By Doreen Marion Gee

"The floathouse Zastrozzi was quite wonderful." Mary Hughes' fascinating book, The Life and Times of the Floathouse Zastrozzi, reveals a love affair with a very unique adventurous lifestyle aboard a home perched on water. It is certainly worth the read for anyone looking for something different, something very warm and human and something they will remember long afterwards.

To whet my readers' appetite, I will reveal only a few details. Let the secrets unfold as you personally turn the pages. In 1990, Mary stepped into the dark unknown of float home life after leaving all the glossy trimmings of an executive job and life in Toronto. She joined her husband, Alan Hughes, a UVIC Theatre History professor and Associate Dean of Fine Arts. His waterborne wood-shingled castle became hers as well.

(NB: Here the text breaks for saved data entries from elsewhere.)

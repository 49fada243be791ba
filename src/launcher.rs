use crate::error::{Result, ShotError};
use crate::logi;
use std::ffi::OsString;
use std::io;
use std::path::{Path, PathBuf};
use std::process::Command;

#[derive(Debug, Clone, PartialEq, Eq)]
pub enum LaunchRequest {
    /// Open a script as-is.
    OpenScript { script: PathBuf },
    /// Hand a shot to the setup script that runs inside the host application.
    SetupShot {
        setup_script: PathBuf,
        template: PathBuf,
        input_footage: PathBuf,
        scripts: PathBuf,
        shot: String,
        renders: PathBuf,
    },
}

impl LaunchRequest {
    pub fn args(&self) -> Vec<OsString> {
        match self {
            LaunchRequest::OpenScript { script } => vec![script.into()],
            LaunchRequest::SetupShot {
                setup_script,
                template,
                input_footage,
                scripts,
                shot,
                renders,
            } => vec![
                setup_script.into(),
                template.into(),
                input_footage.into(),
                scripts.into(),
                shot.into(),
                renders.into(),
            ],
        }
    }
}

/// Starts the external compositing application. Fire and forget: the child is
/// neither waited on nor has its output captured.
#[derive(Debug, Clone)]
pub struct ToolLauncher {
    program: PathBuf,
}

impl ToolLauncher {
    pub fn new(program: impl Into<PathBuf>) -> Self {
        Self {
            program: program.into(),
        }
    }

    pub fn program(&self) -> &Path {
        &self.program
    }

    /// Whether the program exists. A bare name is looked up on `PATH`.
    pub fn is_available(&self) -> bool {
        self.resolve().is_some()
    }

    /// The file that would be run, if any.
    pub fn resolve(&self) -> Option<PathBuf> {
        let is_bare = self.program.components().count() == 1 && !self.program.has_root();
        if !is_bare {
            return is_file(&self.program).then(|| self.program.clone());
        }

        let search = std::env::var_os("PATH")?;
        std::env::split_paths(&search).find_map(|dir| {
            let candidate = dir.join(&self.program);
            if is_file(&candidate) {
                return Some(candidate);
            }
            #[cfg(windows)]
            {
                let exe = candidate.with_extension("exe");
                if is_file(&exe) {
                    return Some(exe);
                }
            }
            None
        })
    }

    pub fn command(&self, request: &LaunchRequest) -> Command {
        let mut cmd = Command::new(&self.program);
        cmd.args(request.args());
        cmd
    }

    /// Spawns the tool and returns the child's process id.
    pub fn launch(&self, request: &LaunchRequest) -> Result<u32> {
        let child = self.command(request).spawn().map_err(|e| {
            if e.kind() == io::ErrorKind::NotFound {
                ShotError::ToolNotFound(self.program.clone())
            } else {
                ShotError::Launch {
                    program: self.program.clone(),
                    source: e,
                }
            }
        })?;

        let pid = child.id();
        tracing::debug!(pid, program = %self.program.display(), "spawned tool");
        logi(format!("Launched {} (pid {})", self.program.display(), pid));
        Ok(pid)
    }
}

fn is_file(path: &Path) -> bool {
    std::fs::metadata(path).map(|m| m.is_file()).unwrap_or(false)
}
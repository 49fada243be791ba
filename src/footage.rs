use crate::error::{Result, ShotError};
use crate::logw;
use std::path::Path;
use tokio::fs;

/// Lists the top-level entry names under `footage_root`, sorted by name.
/// Every entry is a shot, files included.
pub async fn list_shots(footage_root: &Path) -> Result<Vec<String>> {
    let mut entries = fs::read_dir(footage_root)
        .await
        .map_err(|e| ShotError::fs(footage_root, e))?;

    let mut shots = Vec::new();
    while let Some(entry) = entries
        .next_entry()
        .await
        .map_err(|e| ShotError::fs(footage_root, e))?
    {
        match entry.file_name().into_string() {
            Ok(name) => shots.push(name),
            Err(raw) => logw(format!("Skipping non UTF-8 footage entry: {:?}", raw)),
        }
    }

    if shots.is_empty() {
        return Err(ShotError::EmptySource(footage_root.to_path_buf()));
    }

    shots.sort();
    Ok(shots)
}

/// Treats [`ShotError::EmptySource`] as an empty batch.
pub async fn list_shots_or_empty(footage_root: &Path) -> Result<Vec<String>> {
    match list_shots(footage_root).await {
        Err(ShotError::EmptySource(path)) => {
            logw(format!("Footage folder is empty: {}", path.display()));
            Ok(Vec::new())
        }
        other => other,
    }
}

#[cfg(test)]
mod tests {
    use super::*;
    use tempfile::TempDir;

    #[tokio::test]
    async fn lists_files_and_directories_alike() {
        let dir = TempDir::new().unwrap();
        std::fs::create_dir(dir.path().join("sh020")).unwrap();
        std::fs::create_dir(dir.path().join("sh010")).unwrap();
        std::fs::write(dir.path().join("notes.txt"), b"x").unwrap();

        let shots = list_shots(dir.path()).await.unwrap();
        assert_eq!(shots, vec!["notes.txt", "sh010", "sh020"]);
    }

    #[tokio::test]
    async fn empty_folder_is_empty_source() {
        let dir = TempDir::new().unwrap();
        let err = list_shots(dir.path()).await.unwrap_err();
        assert!(matches!(err, ShotError::EmptySource(p) if p == dir.path()));

        assert!(list_shots_or_empty(dir.path()).await.unwrap().is_empty());
    }

    #[tokio::test]
    async fn missing_folder_is_a_filesystem_error() {
        let dir = TempDir::new().unwrap();
        let err = list_shots(&dir.path().join("nope")).await.unwrap_err();
        assert!(matches!(err, ShotError::Filesystem { .. }));
    }
}
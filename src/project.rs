//! The actions a user triggers: each takes the session it runs against and
//! fails on its own without affecting the next one.

use crate::copier::{self, CopyReport};
use crate::error::{Result, ShotError};
use crate::footage;
use crate::launcher::{LaunchRequest, ToolLauncher};
use crate::layout::{self, ScaffoldOutcome};
use crate::loader::{self, LoadAction, LoadChoice};
use crate::session::Session;
use crate::version;
use crate::{logi, logok, logw};
use std::path::{Path, PathBuf};

#[derive(Debug)]
pub struct CreateReport {
    pub project_dir: PathBuf,
    pub project_created: bool,
    pub shots: Vec<(String, ScaffoldOutcome)>,
}

pub async fn list_shots(session: &Session) -> Result<Vec<String>> {
    footage::list_shots(session.footage_root()?).await
}

/// Creates the project folder and the layout of every shot found in the
/// footage folder. Stops at the first shot that fails.
pub async fn create_project(session: &Session) -> Result<CreateReport> {
    let project_dir = session.project_dir()?;
    let footage_root = session.footage_root()?;

    let project_created = layout::ensure_project_dir(&project_dir).await?;
    let shots = footage::list_shots_or_empty(footage_root).await?;

    let mut report = CreateReport {
        project_dir,
        project_created,
        shots: Vec::with_capacity(shots.len()),
    };
    for shot in shots {
        let outcome = layout::scaffold_shot(&report.project_dir, &shot).await?;
        match &outcome {
            ScaffoldOutcome::Created => logok(format!("Created shot folders: {shot}")),
            ScaffoldOutcome::AlreadyExists => logi(format!("{shot} already exists.")),
            ScaffoldOutcome::Repaired { created } => {
                logw(format!("{shot} was missing {}", created.join(", ")))
            }
        }
        report.shots.push((shot, outcome));
    }

    logok("Folders created successfully.");
    Ok(report)
}

/// Copies every shot's footage into the project. Per-shot failures are in
/// the returned list; only configuration and enumeration errors abort.
pub async fn copy_footage(session: &Session) -> Result<Vec<Result<CopyReport>>> {
    let project_dir = session.project_dir()?;
    let footage_root = session.footage_root()?;
    let shots = footage::list_shots_or_empty(footage_root).await?;

    let results = copier::copy_all(footage_root, &project_dir, &shots).await;
    if results.iter().all(|r| r.is_ok()) {
        logok("Footage copied successfully.");
    }
    Ok(results)
}

#[derive(Debug)]
pub struct LoadOutcome {
    pub action: LoadAction,
    pub script: PathBuf,
    pub pid: u32,
}

/// Resolves the shot's latest script, creates a new one when needed and
/// opens it. `choose` is only asked when a script already exists.
pub async fn load_script<F>(
    session: &Session,
    launcher: &ToolLauncher,
    shot: &str,
    choose: F,
) -> Result<LoadOutcome>
where
    F: FnOnce(&Path) -> LoadChoice,
{
    if shot.is_empty() {
        return Err(ShotError::NotConfigured("shot"));
    }
    let project_dir = session.project_dir()?;
    let scripts_dir = layout::scripts_dir(&project_dir, shot);
    let extension = session.script_extension();

    let resolution = version::resolve(&scripts_dir, shot, extension).await?;
    // The template is only read when there is no script to start from.
    let (choice, template) = match &resolution {
        version::Resolution::Found { path, .. } => (choose(path), PathBuf::new()),
        version::Resolution::NoExistingScript => (
            LoadChoice::CreateNew,
            session.template_path()?.to_path_buf(),
        ),
    };

    let action = loader::plan(resolution, choice, &scripts_dir, shot, extension, &template);
    let script = loader::execute(&action).await?;
    let pid = launcher.launch(&LaunchRequest::OpenScript {
        script: script.clone(),
    })?;

    logi(format!("Opening {shot} shot: {}", script.display()));
    Ok(LoadOutcome {
        action,
        script,
        pid,
    })
}

/// Builds the request that hands `shot` to the in-host setup script.
pub fn setup_request(session: &Session, shot: &str) -> Result<LaunchRequest> {
    if shot.is_empty() {
        return Err(ShotError::NotConfigured("shot"));
    }
    let project_dir = session.project_dir()?;
    Ok(LaunchRequest::SetupShot {
        setup_script: session.setup_script()?.to_path_buf(),
        template: session.template_path()?.to_path_buf(),
        input_footage: layout::shot_footage_dir(&project_dir, shot),
        scripts: layout::scripts_dir(&project_dir, shot),
        shot: shot.to_string(),
        renders: layout::renders_dir(&project_dir, shot),
    })
}

pub fn setup_shot(session: &Session, launcher: &ToolLauncher, shot: &str) -> Result<u32> {
    let request = setup_request(session, shot)?;
    let pid = launcher.launch(&request)?;
    logi(format!("Setting up {shot} in {}", launcher.program().display()));
    Ok(pid)
}

#[cfg(test)]
mod tests {
    use super::*;
    use crate::config::Config;
    use crate::session::Overrides;
    use tempfile::TempDir;

    struct Fixture {
        _root: TempDir,
        footage: PathBuf,
        base: PathBuf,
        template: PathBuf,
    }

    impl Fixture {
        fn new(shots: &[&str]) -> Self {
            let root = TempDir::new().unwrap();
            let footage = root.path().join("footage");
            let base = root.path().join("projects");
            std::fs::create_dir_all(&footage).unwrap();
            std::fs::create_dir_all(&base).unwrap();
            for shot in shots {
                let dir = footage.join(shot);
                std::fs::create_dir_all(&dir).unwrap();
                std::fs::write(dir.join(format!("{shot}.1001.exr")), b"px").unwrap();
            }
            let template = root.path().join("template.nk");
            std::fs::write(&template, b"Root { template }").unwrap();
            Self {
                _root: root,
                footage,
                base,
                template,
            }
        }

        fn session(&self) -> Session {
            Session::new(
                Config::default(),
                Overrides {
                    footage_root: Some(self.footage.clone()),
                    project_base: Some(self.base.clone()),
                    project_name: Some("heist".into()),
                    template_path: Some(self.template.clone()),
                    setup_script: Some("/tools/setup_shot.py".into()),
                    ..Overrides::default()
                },
            )
        }

        fn project(&self) -> PathBuf {
            self.base.join("heist")
        }
    }

    #[tokio::test]
    async fn create_then_create_again() {
        let fx = Fixture::new(&["sh010", "sh020"]);
        let session = fx.session();

        let first = create_project(&session).await.unwrap();
        assert!(first.project_created);
        assert_eq!(
            first.shots,
            vec![
                ("sh010".to_string(), ScaffoldOutcome::Created),
                ("sh020".to_string(), ScaffoldOutcome::Created),
            ]
        );

        let second = create_project(&session).await.unwrap();
        assert!(!second.project_created);
        assert!(second
            .shots
            .iter()
            .all(|(_, o)| *o == ScaffoldOutcome::AlreadyExists));
    }

    #[tokio::test]
    async fn empty_footage_is_a_no_op_batch() {
        let fx = Fixture::new(&[]);
        let session = fx.session();

        let report = create_project(&session).await.unwrap();
        assert!(report.shots.is_empty());
        assert!(copy_footage(&session).await.unwrap().is_empty());
        assert!(matches!(
            list_shots(&session).await,
            Err(ShotError::EmptySource(_))
        ));
    }

    #[tokio::test]
    async fn unconfigured_session_fails_early() {
        let session = Session::new(Config::default(), Overrides::default());
        assert!(matches!(
            create_project(&session).await,
            Err(ShotError::NotConfigured(_))
        ));
        assert!(matches!(
            copy_footage(&session).await,
            Err(ShotError::NotConfigured(_))
        ));
    }

    #[tokio::test]
    async fn copy_after_create() {
        let fx = Fixture::new(&["sh010"]);
        let session = fx.session();
        create_project(&session).await.unwrap();

        let results = copy_footage(&session).await.unwrap();
        assert_eq!(results.len(), 1);
        assert!(fx
            .project()
            .join("sh010/input_footage/sh010/sh010.1001.exr")
            .is_file());

        let again = copy_footage(&session).await.unwrap();
        assert!(matches!(again[0], Err(ShotError::Copy { .. })));
    }

    #[tokio::test]
    async fn load_without_tool_still_reports_tool_not_found() {
        let fx = Fixture::new(&["sh010"]);
        let session = fx.session();
        create_project(&session).await.unwrap();
        let launcher = ToolLauncher::new(fx.base.join("no-such-nuke"));

        let err = load_script(&session, &launcher, "sh010", |_| LoadChoice::OpenExisting)
            .await
            .unwrap_err();
        assert!(matches!(err, ShotError::ToolNotFound(_)));
        // The script is created before the launch is attempted.
        assert!(fx.project().join("sh010/scripts/sh010_v001.nk").is_file());
    }

    #[cfg(unix)]
    #[tokio::test]
    async fn load_asks_only_when_a_script_exists() {
        let fx = Fixture::new(&["sh010"]);
        let session = fx.session();
        create_project(&session).await.unwrap();
        let launcher = ToolLauncher::new("/bin/true");

        let first = load_script(&session, &launcher, "sh010", |_| {
            panic!("nothing to choose between yet")
        })
        .await
        .unwrap();
        assert!(first.script.ends_with("sh010_v001.nk"));

        let mut asked = None;
        let second = load_script(&session, &launcher, "sh010", |existing| {
            asked = Some(existing.to_path_buf());
            LoadChoice::CreateNew
        })
        .await
        .unwrap();
        assert_eq!(asked, Some(first.script.clone()));
        assert!(second.script.ends_with("sh010_v002.nk"));
        assert_eq!(
            std::fs::read(&second.script).unwrap(),
            b"Root { template }"
        );
    }

    #[test]
    fn setup_request_points_into_the_shot() {
        let fx = Fixture::new(&["sh010"]);
        let request = setup_request(&fx.session(), "sh010").unwrap();
        let project = fx.project();

        assert_eq!(
            request,
            LaunchRequest::SetupShot {
                setup_script: "/tools/setup_shot.py".into(),
                template: fx.template.clone(),
                input_footage: project.join("sh010/input_footage/sh010"),
                scripts: project.join("sh010/scripts"),
                shot: "sh010".into(),
                renders: project.join("sh010/renders"),
            }
        );
    }

    #[test]
    fn empty_shot_is_rejected() {
        let fx = Fixture::new(&["sh010"]);
        assert!(matches!(
            setup_request(&fx.session(), ""),
            Err(ShotError::NotConfigured("shot"))
        ));
    }
}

In her forward, Mary honestly describes living on the aqua terrain at Fisherman's Wharf:

"Surviving and thriving at the wharf took a kind of maverick resilience." Her well-written book covers the thrills and travails of the float home life. And bubbles of laughter are always floating to the surface. Trying to move her 1917 Gerhard upright piano onto the Zastrozzi was no small feat. Mary describes shifting the furniture to one side of the room so the piano wouldn't sink her home from the other side. They were always at the mercy of mother nature. One frigid January morning, the winds were fierce and they blew the Zastrozzi away from the dock and onto its side. They survived.

I get my daily fix from local affairs. Politics is my addiction. So that part of Mary's story was absolutely riveting. Her book deals with the politics of Fisherman's Wharf. Mary says that life at the water's edge "wasn't all tea and oranges. One of the things that drew us together was our collective sense of injustice and lack of fair play." Mary was politically active, trying to build support and respect for a treasured harbour and float home community. She championed the need for a local harbour commission and was an outspoken opponent of over-zealous uncontrolled development at the harbour. In the end, it all came down to the basics: "Security of tenure was a concern we all shared." Mary talks about the need for basic services, local control, self-regulation and keeping it a marine environment. 

In 2002, Mary and Alan Hughes moved their beloved Zastrozzi to Salt Spring Island, where it morphed into a regular house on "terra-firma." It is a sweet irony that the new 2011 progressive agreement between the Fisherman's Wharf community and the GVHA almost coincides with Mary's book about the fight for that agreement back in the nineties. "They are to be congratulated," writes Mary in a recent email about the perseverance of the 2012 float home community.